EBMLegendePunkte/EuroGOÄ
03230Problemorientiertes ärztliches Gespräch, das aufgrund von Art und Schwere der Erkrankung erforderlich ist128/15,283


Bitte beachten

  • Die differentialdiagnostisch wichtige psychosomatische Anamneseerhebung nach der GOP 35100 kann im Laufe des Behandlungsfalls mehrfach berechnet werden, wobei zunächst nach ICD 10 keine F-Diagnose angegeben werden muss.
  • Ist zur therapeutischen Beratung ein längeres Gespräch erforderlich, kann die GOP 03230 je vollendete 10 Minuten auch mehrfach berechnet werden.

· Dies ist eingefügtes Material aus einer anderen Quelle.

use std::fs;
use std::io::{self, Write};
use std::path::{Path, PathBuf};
use std::sync::atomic::{AtomicBool, Ordering};

use chrono::Utc;
use tempfile::NamedTempFile;
use tracing::{debug, trace, warn};

use crate::entry::PathEntry;
use crate::error::{StoreError, StoreResult};
use crate::traits::PathStore;

/// Record magic: identifies a BlobFS entry file, format version 1.
const MAGIC: &[u8; 4] = b"BFS1";

/// Header size: 4 bytes magic + 4 bytes length + 4 bytes CRC.
const HEADER_SIZE: usize = 12;

/// File extension of record files.
const RECORD_EXT: &str = "entry";

/// Path store persisting one record file per entry under a root directory.
///
/// On-disk format of each record:
/// ```text
/// [4 bytes: magic "BFS1"]
/// [4 bytes: body length (little-endian u32)]
/// [4 bytes: CRC32 of body (little-endian u32)]
/// [N bytes: body (bincode-serialized PathEntry)]
/// ```
///
/// Record files are named by the hex BLAKE3 hash of the key, so keys may
/// contain any characters. Writes go to a temporary file in the same
/// directory and are renamed into place, so readers never observe a torn
/// record.
pub struct DirectoryPathStore {
    root: PathBuf,
    closed: AtomicBool,
}

impl DirectoryPathStore {
    /// Open (or create) a store rooted at `root`.
    pub fn open(root: &Path) -> StoreResult<Self> {
        fs::create_dir_all(root)?;
        debug!(root = %root.display(), "opened directory store");
        Ok(Self {
            root: root.to_path_buf(),
            closed: AtomicBool::new(false),
        })
    }

    pub fn root(&self) -> &Path {
        &self.root
    }

    fn ensure_open(&self) -> StoreResult<()> {
        if self.closed.load(Ordering::Acquire) {
            return Err(StoreError::unavailable(self.describe(), "store is closed"));
        }
        Ok(())
    }

    fn record_path(&self, key: &str) -> PathBuf {
        let digest = blake3::hash(key.as_bytes());
        self.root
            .join(format!("{}.{RECORD_EXT}", hex::encode(digest.as_bytes())))
    }
}

/// Frame an entry as a record.
fn encode_record(entry: &PathEntry) -> StoreResult<Vec<u8>> {
    let body = bincode::serialize(entry).map_err(|e| StoreError::Serialization(e.to_string()))?;
    let length = u32::try_from(body.len()).map_err(|_| {
        StoreError::Serialization(format!("entry {} exceeds record size limit", entry.key))
    })?;
    let crc = crc32fast::hash(&body);

    let mut record = Vec::with_capacity(HEADER_SIZE + body.len());
    record.extend_from_slice(MAGIC);
    record.extend_from_slice(&length.to_le_bytes());
    record.extend_from_slice(&crc.to_le_bytes());
    record.extend_from_slice(&body);
    Ok(record)
}

/// Validate and decode a record read for `key`.
fn decode_record(key: &str, record: &[u8]) -> StoreResult<PathEntry> {
    let corrupt = |reason: String| StoreError::Corrupt {
        key: key.to_string(),
        reason,
    };

    if record.len() < HEADER_SIZE {
        return Err(corrupt(format!("record too short ({} bytes)", record.len())));
    }
    if &record[0..4] != MAGIC {
        return Err(corrupt("bad record magic".to_string()));
    }

    let length = u32::from_le_bytes([record[4], record[5], record[6], record[7]]) as usize;
    let expected_crc = u32::from_le_bytes([record[8], record[9], record[10], record[11]]);

    let body = &record[HEADER_SIZE..];
    if body.len() != length {
        return Err(corrupt(format!(
            "body length {} does not match header length {length}",
            body.len()
        )));
    }

    let actual_crc = crc32fast::hash(body);
    if actual_crc != expected_crc {
        return Err(corrupt(format!(
            "CRC mismatch: expected {expected_crc:#010x}, got {actual_crc:#010x}"
        )));
    }

    bincode::deserialize(body).map_err(|e| StoreError::Serialization(e.to_string()))
}

impl PathStore for DirectoryPathStore {
    fn find(&self, key: &str) -> StoreResult<Option<PathEntry>> {
        self.ensure_open()?;
        let path = self.record_path(key);
        let record = match fs::read(&path) {
            Ok(record) => record,
            Err(e) if e.kind() == io::ErrorKind::NotFound => return Ok(None),
            Err(e) => return Err(e.into()),
        };

        let entry = decode_record(key, &record)?;
        if entry.key != key {
            warn!(key, stored = %entry.key, "record hash collision; treating as absent");
            return Ok(None);
        }
        trace!(key, len = entry.len(), "record read");
        Ok(Some(entry))
    }

    fn insert(&self, mut entry: PathEntry) -> StoreResult<()> {
        self.ensure_open()?;
        entry.metadata.uploaded_at = Some(Utc::now());
        let record = encode_record(&entry)?;
        let path = self.record_path(&entry.key);

        if path.exists() {
            warn!(key = %entry.key, "insert displaced an entry that was not removed first");
        }

        let mut tmp = NamedTempFile::new_in(&self.root)?;
        tmp.write_all(&record)?;
        tmp.as_file().sync_all()?;
        tmp.persist(&path).map_err(|e| StoreError::Io(e.error))?;

        debug!(key = %entry.key, len = entry.len(), "record written");
        Ok(())
    }

    fn remove(&self, key: &str) -> StoreResult<bool> {
        self.ensure_open()?;
        match fs::remove_file(self.record_path(key)) {
            Ok(()) => Ok(true),
            Err(e) if e.kind() == io::ErrorKind::NotFound => Ok(false),
            Err(e) => Err(e.into()),
        }
    }

    fn describe(&self) -> String {
        format!("dir:{}", self.root.display())
    }

    fn close(&self) -> StoreResult<()> {
        self.closed.store(true, Ordering::Release);
        debug!(root = %self.root.display(), "closed directory store");
        Ok(())
    }
}

impl std::fmt::Debug for DirectoryPathStore {
    fn fmt(&self, f: &mut std::fmt::Formatter<'_>) -> std::fmt::Result {
        f.debug_struct("DirectoryPathStore")
            .field("root", &self.root)
            .field("closed", &self.closed.load(Ordering::Relaxed))
            .finish()
    }
}

#[cfg(test)]
mod tests {
    use super::*;

    fn open_store() -> (tempfile::TempDir, DirectoryPathStore) {
        let dir = tempfile::tempdir().unwrap();
        let store = DirectoryPathStore::open(&dir.path().join("store")).unwrap();
        (dir, store)
    }

    #[test]
    fn insert_and_find_roundtrip() {
        let (_dir, store) = open_store();
        store
            .insert(PathEntry::directory("/docs", b"a.txt\nb.txt\n".to_vec()))
            .unwrap();

        let entry = store.find("/docs").unwrap().expect("entry present");
        assert_eq!(entry.key, "/docs");
        assert!(entry.is_directory());
        assert_eq!(entry.payload, b"a.txt\nb.txt\n");
        assert!(entry.metadata.uploaded_at.is_some());
    }

    #[test]
    fn find_missing_returns_none() {
        let (_dir, store) = open_store();
        assert!(store.find("/nope").unwrap().is_none());
    }

    #[test]
    fn entries_survive_reopen() {
        let dir = tempfile::tempdir().unwrap();
        {
            let store = DirectoryPathStore::open(dir.path()).unwrap();
            store.insert(PathEntry::new("/keep", vec![1, 2, 3])).unwrap();
        }
        let store = DirectoryPathStore::open(dir.path()).unwrap();
        assert_eq!(store.find("/keep").unwrap().unwrap().payload, vec![1, 2, 3]);
    }

    #[test]
    fn remove_reports_presence() {
        let (_dir, store) = open_store();
        store.insert(PathEntry::new("/f", b"x".to_vec())).unwrap();
        assert!(store.remove("/f").unwrap());
        assert!(!store.remove("/f").unwrap());
        assert!(store.find("/f").unwrap().is_none());
    }

    #[test]
    fn keys_with_odd_characters() {
        let (_dir, store) = open_store();
        let key = "/weird dir/ünïcode/..\\name";
        store.insert(PathEntry::new(key, b"ok".to_vec())).unwrap();
        assert_eq!(store.find(key).unwrap().unwrap().payload, b"ok");
    }

    #[test]
    fn crc_detects_corruption() {
        let (_dir, store) = open_store();
        store.insert(PathEntry::new("/c", b"payload".to_vec())).unwrap();

        let path = store.record_path("/c");
        let mut bytes = fs::read(&path).unwrap();
        let last = bytes.len() - 1;
        bytes[last] ^= 0xff;
        fs::write(&path, bytes).unwrap();

        let err = store.find("/c").unwrap_err();
        assert!(matches!(err, StoreError::Corrupt { .. }), "got {err:?}");
    }

    #[test]
    fn truncated_record_is_corrupt() {
        let (_dir, store) = open_store();
        fs::write(store.record_path("/t"), b"BFS").unwrap();
        assert!(matches!(
            store.find("/t").unwrap_err(),
            StoreError::Corrupt { .. }
        ));
    }

    #[test]
    fn bad_magic_is_corrupt() {
        let (_dir, store) = open_store();
        fs::write(store.record_path("/m"), [0u8; 16]).unwrap();
        assert!(matches!(
            store.find("/m").unwrap_err(),
            StoreError::Corrupt { .. }
        ));
    }

    #[test]
    fn closed_store_is_unavailable() {
        let (_dir, store) = open_store();
        store.close().unwrap();
        assert!(matches!(
            store.find("/x").unwrap_err(),
            StoreError::Unavailable { .. }
        ));
        assert!(matches!(
            store.insert(PathEntry::new("/x", Vec::new())).unwrap_err(),
            StoreError::Unavailable { .. }
        ));
    }

    #[test]
    fn record_frame_layout() {
        let entry = PathEntry::new("/frame", b"abc".to_vec());
        let record = encode_record(&entry).unwrap();
        assert_eq!(&record[0..4], MAGIC);
        let length = u32::from_le_bytes(record[4..8].try_into().unwrap()) as usize;
        assert_eq!(length, record.len() - HEADER_SIZE);
        assert_eq!(decode_record("/frame", &record).unwrap(), entry);
    }
}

  • Bei der Migräne handelt es sich um eine chronische Erkrankung. War die Patientin zurückliegend bereits in einer kontinuierlichen hausärztlichen Betreuung, ist der Ansatz der GOP 03220 mit dem Suffix „H“ möglich.
  • Die im hausärztlichen Bereich auch mögliche neurologische und psychiatrische Untersuchung kann nach GOÄ mit den Nrn. 800 und 801 berechnet werden.
  • Beim Einsatz von Fragebogen zur Erhebung der Schmerzintensität ist nach GOÄ die Nr. 857 berechnungsfähig.